Na altura, chegou a afirmar que não tardaria e o povo estaria nas ruas de várias cidades de Cuba a reclamar por pão, liberdade e democracia. Claro que eu e mais dois dos presentes duvidamos dele e achávamos que estava a exagerar e até gozámos com ele, dizendo que o longo período longe da terra estava a deixar-lhe um tanto quanto desfasado da realidade. A discussão levou mais uns minutos e depois com um "ver pra crer" da minha parte.

Na última semana, fomos surpreendidos com manifestações por várias cidades de Cuba, onde os cidadãos protestavam contra as difíceis condições de vida, falta de emprego; gritavam por mais liberdade e democracia. As redes sociais foram tomadas por imagens e vídeos de tumultos, marchas e confrontos em várias localidades de Cuba. Sempre se pensou que em Cuba estivesse tudo controlado e harmonizado. Um embargo injusto e duro de suportar há já 62 anos veio encontrar na Covid-19 e no agudizar da situação económica um aliado para "arrastar" o povo para a rua.
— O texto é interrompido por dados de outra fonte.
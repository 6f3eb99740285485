//! Price series aggregate: time windows, samples and derived values.

pub mod entities;
pub mod services;
pub mod value_objects;

pub use entities::*;
pub use value_objects::*;
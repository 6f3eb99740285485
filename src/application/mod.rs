pub mod use_cases;
pub mod view_controller;

pub use use_cases::*;
pub use view_controller::*;
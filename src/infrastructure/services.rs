use crate::domain::logging::{LogEntry, LogLevel, Logger, TimeProvider, get_time_provider};
use wasm_bindgen::JsValue;

/// Logger writing to the browser console, one console method per level.
pub struct ConsoleLogger {
    min_level: LogLevel,
}

impl ConsoleLogger {
    pub fn new(min_level: LogLevel) -> Self {
        Self { min_level }
    }
}

impl Logger for ConsoleLogger {
    fn log(&self, entry: LogEntry) {
        if entry.level < self.min_level {
            return;
        }
        let line = JsValue::from_str(&entry.format_line(get_time_provider()));
        match entry.level {
            LogLevel::Trace | LogLevel::Debug => web_sys::console::debug_1(&line),
            LogLevel::Info => web_sys::console::info_1(&line),
            LogLevel::Warn => web_sys::console::warn_1(&line),
            LogLevel::Error => web_sys::console::error_1(&line),
        }
    }
}

/// Wall clock backed by `Date.now()`
#[derive(Default)]
pub struct BrowserTimeProvider;

impl BrowserTimeProvider {
    pub fn new() -> Self {
        Self
    }
}

impl TimeProvider for BrowserTimeProvider {
    fn current_timestamp(&self) -> u64 {
        js_sys::Date::now() as u64
    }

    /// Local `HH:MM:SS.mmm`
    fn format_timestamp(&self, timestamp: u64) -> String {
        let date = js_sys::Date::new(&JsValue::from_f64(timestamp as f64));
        format!(
            "{:02}:{:02}:{:02}.{:03}",
            date.get_hours(),
            date.get_minutes(),
            date.get_seconds(),
            date.get_milliseconds()
        )
    }
}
Os angolanos, que têm para Cuba e com os cubanos um olhar sempre muito protector, afectivo, humano e assistencialista, além de surpreendidos acabaram por ficar divididos entre o velho "Patria ou Muerte" e o novo "Patria y Vida" que domina as ruas. E até agora ainda estão. Por cá, a comunicação social pública não faz notícias sobre as manifestações em Cuba num puro contraste com a informação diária sobre os tumultos na África do Sul. A ligação e a relação política entre as lideranças dos dois países fazem que não se mostre este momento mau do país irmão. É do tipo aquilo que não sabemos (ou não queremos saber) não nos vai afectar, e tratando-se de um país irmão, a solidariedade deve ser extensiva também por parte da comunicação social.

Os ventos do "Patria y Vida" já começaram a soprar em Luanda, e, nesta terça-feira, o Novo Jornal acompanhou uma concentração de quase três dezenas de cidadãos cubanos residentes cá e que se mostraram solidários com os seus compatriotas. Foi uma surpresa para a nossa equipa, para os automobilistas, transeuntes e para os agentes da Polícia Nacional que apareceram no terreno para aferir a "legalidade" da manifestação. Coragem, determinação, desejo de mudança, sede de justiça e luta por democracia marcam o momento protagonizado por eles. Gritaram palavras de ordem, houve música e depois uma passeata por algumas artérias da cidade com breves e simbólicas paragens em frente à Clínica Meditex e à Embaixada dos EUA, no Miramar.

Estava programada uma manifestação para amanhã, sábado, em frente à Embaixada de Cuba em Angola, na Cabral Moncada, mas não houve autorização por parte do Governo Provincial de Luanda. Até ao momento, não há um pronunciamento das autoridades cubanas cá e qual será a sua reacção. Certo é que ainda que, de forma tímida, os ventos e gritos dos manifestantes em Havana, Camaguey e outras cidades cubanas já começaram a chegar a Luanda. Por cá também já se grita: "Patria e Vida!" Por cá também há quem esteja disposto a arriscar a vida pela pátria, ou melhor, a dar a vida por mudanças na sua pátria. Que Cuba e os cubanos encontrem a paz, concórdia, harmonia e também liberdade!